Scan the lines below and report each one containing "packages" by copying it.

Stored items:
********************

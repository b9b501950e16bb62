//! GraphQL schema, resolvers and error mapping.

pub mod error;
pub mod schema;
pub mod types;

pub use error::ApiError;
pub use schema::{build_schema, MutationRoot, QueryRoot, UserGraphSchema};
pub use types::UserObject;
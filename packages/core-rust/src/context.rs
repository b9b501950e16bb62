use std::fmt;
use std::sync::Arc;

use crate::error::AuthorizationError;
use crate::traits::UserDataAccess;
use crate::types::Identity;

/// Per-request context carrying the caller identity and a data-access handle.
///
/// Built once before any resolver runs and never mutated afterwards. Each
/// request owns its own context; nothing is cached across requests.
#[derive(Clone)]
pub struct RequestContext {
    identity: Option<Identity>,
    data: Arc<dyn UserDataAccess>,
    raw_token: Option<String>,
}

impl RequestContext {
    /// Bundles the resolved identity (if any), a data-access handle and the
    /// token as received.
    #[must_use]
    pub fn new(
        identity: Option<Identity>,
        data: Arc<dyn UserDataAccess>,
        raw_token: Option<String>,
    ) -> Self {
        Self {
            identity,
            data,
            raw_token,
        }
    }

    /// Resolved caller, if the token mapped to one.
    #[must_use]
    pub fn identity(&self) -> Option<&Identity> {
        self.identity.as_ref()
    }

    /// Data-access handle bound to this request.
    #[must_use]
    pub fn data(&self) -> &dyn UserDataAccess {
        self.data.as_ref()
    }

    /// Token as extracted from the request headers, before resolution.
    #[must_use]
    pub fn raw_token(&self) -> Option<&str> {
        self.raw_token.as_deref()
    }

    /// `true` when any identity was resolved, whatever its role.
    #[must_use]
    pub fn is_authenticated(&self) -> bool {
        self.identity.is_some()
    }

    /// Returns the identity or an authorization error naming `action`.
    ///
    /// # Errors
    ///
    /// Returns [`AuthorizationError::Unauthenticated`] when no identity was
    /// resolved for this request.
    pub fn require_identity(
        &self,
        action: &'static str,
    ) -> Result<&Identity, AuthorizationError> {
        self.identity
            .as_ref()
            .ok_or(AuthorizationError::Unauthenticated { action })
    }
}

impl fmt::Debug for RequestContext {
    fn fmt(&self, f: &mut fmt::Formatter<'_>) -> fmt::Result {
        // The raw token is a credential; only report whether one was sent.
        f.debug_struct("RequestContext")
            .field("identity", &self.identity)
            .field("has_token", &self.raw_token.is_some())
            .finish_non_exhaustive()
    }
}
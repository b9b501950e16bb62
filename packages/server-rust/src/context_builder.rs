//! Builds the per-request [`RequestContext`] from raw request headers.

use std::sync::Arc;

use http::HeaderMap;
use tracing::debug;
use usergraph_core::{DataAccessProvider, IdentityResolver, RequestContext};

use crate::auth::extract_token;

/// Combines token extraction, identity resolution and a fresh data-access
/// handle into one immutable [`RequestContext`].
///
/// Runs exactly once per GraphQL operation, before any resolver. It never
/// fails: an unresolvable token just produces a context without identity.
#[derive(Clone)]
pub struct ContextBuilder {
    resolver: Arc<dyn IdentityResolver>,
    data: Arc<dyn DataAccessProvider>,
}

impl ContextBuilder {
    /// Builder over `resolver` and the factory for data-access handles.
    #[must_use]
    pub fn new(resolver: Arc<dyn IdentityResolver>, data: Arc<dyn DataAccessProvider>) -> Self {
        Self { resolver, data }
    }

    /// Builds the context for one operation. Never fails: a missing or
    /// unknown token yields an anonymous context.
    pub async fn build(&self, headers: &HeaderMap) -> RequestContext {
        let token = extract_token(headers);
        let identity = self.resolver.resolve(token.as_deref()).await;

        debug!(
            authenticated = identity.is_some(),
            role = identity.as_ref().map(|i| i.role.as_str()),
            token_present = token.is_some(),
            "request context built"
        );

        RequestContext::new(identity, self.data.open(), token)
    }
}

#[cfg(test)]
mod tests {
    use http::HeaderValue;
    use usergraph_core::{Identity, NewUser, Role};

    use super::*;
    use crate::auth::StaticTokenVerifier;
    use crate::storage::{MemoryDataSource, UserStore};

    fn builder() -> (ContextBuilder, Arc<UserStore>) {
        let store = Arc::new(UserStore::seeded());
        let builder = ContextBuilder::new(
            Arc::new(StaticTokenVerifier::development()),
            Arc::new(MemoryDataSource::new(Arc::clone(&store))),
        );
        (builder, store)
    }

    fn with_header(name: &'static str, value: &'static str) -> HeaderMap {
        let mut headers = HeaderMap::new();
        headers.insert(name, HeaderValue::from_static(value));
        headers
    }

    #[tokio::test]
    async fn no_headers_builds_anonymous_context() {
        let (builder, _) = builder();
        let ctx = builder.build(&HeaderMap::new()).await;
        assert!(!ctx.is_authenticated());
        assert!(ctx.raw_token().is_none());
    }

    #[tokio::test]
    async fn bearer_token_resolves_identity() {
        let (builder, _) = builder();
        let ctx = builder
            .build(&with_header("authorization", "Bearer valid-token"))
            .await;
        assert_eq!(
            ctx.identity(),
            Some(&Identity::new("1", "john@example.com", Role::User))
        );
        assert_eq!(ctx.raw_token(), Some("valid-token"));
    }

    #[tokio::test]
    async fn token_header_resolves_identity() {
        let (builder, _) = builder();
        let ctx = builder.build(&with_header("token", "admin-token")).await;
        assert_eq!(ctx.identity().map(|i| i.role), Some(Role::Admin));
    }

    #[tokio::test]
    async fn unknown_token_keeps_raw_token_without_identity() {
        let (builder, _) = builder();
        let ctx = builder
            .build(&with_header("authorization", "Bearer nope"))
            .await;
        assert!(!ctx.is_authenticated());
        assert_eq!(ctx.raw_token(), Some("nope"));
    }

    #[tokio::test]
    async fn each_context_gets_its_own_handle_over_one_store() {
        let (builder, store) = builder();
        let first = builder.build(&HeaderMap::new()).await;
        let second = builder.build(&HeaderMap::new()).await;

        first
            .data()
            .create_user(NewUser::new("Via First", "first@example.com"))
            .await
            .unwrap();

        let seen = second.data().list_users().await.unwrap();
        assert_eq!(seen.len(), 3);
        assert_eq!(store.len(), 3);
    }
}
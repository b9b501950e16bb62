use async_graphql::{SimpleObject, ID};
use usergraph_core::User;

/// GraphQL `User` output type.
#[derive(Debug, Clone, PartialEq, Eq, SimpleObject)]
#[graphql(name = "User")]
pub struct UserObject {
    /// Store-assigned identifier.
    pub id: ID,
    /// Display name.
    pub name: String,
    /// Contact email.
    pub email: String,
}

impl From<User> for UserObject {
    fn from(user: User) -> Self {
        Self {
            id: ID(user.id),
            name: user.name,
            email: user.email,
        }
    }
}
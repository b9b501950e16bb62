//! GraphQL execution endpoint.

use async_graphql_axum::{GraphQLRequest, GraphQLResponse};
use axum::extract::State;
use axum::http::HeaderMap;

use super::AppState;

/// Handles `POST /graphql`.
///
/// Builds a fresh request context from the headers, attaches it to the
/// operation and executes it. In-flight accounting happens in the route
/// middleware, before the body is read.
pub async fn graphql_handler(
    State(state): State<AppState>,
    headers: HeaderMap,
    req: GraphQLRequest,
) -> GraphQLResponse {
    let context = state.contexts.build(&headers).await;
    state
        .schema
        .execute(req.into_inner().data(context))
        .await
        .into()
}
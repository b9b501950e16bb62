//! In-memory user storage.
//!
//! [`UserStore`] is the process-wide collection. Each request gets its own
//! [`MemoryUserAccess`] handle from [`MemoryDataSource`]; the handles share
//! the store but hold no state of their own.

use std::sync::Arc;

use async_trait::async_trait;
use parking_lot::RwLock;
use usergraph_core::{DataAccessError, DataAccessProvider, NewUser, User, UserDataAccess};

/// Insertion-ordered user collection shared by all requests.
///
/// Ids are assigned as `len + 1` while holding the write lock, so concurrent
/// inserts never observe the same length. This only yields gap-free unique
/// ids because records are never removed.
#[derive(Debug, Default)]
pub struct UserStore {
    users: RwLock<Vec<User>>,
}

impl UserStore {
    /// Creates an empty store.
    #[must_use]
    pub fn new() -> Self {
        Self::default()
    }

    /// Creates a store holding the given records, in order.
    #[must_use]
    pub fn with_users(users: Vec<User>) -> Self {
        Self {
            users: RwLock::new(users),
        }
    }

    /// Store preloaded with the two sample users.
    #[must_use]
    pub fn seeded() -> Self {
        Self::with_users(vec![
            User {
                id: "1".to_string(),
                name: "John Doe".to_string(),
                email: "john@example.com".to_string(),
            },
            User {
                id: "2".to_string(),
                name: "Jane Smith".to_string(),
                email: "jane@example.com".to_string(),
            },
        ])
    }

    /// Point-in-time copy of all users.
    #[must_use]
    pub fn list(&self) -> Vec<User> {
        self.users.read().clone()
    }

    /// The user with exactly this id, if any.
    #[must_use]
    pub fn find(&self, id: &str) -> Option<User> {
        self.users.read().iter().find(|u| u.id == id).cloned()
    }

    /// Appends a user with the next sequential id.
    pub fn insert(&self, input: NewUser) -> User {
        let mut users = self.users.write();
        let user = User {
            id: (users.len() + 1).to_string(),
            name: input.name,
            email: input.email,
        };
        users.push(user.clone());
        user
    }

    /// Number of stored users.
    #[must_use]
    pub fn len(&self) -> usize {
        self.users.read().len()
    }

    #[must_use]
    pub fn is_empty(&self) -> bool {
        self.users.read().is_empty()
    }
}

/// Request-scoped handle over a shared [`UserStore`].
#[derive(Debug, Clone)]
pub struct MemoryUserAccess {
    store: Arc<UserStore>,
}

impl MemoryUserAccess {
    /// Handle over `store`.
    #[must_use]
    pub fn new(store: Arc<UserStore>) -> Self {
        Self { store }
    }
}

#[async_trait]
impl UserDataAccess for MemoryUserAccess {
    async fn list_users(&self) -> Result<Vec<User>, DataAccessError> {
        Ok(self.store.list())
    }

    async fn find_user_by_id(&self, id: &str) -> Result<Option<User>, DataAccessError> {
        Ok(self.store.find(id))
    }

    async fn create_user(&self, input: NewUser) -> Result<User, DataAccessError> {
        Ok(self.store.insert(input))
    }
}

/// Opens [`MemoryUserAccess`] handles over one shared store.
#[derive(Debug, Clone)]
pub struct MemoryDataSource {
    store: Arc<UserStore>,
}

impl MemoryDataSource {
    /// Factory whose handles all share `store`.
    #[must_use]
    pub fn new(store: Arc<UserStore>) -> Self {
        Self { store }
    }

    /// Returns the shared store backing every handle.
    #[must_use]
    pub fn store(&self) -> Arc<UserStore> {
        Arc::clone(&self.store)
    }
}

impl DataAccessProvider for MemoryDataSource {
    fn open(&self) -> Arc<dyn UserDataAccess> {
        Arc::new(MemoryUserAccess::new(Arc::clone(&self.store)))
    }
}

********************

» **The completed task**:
filename packages/core-rust/src/context.rs
filename packages/server-rust/src/context_builder.rs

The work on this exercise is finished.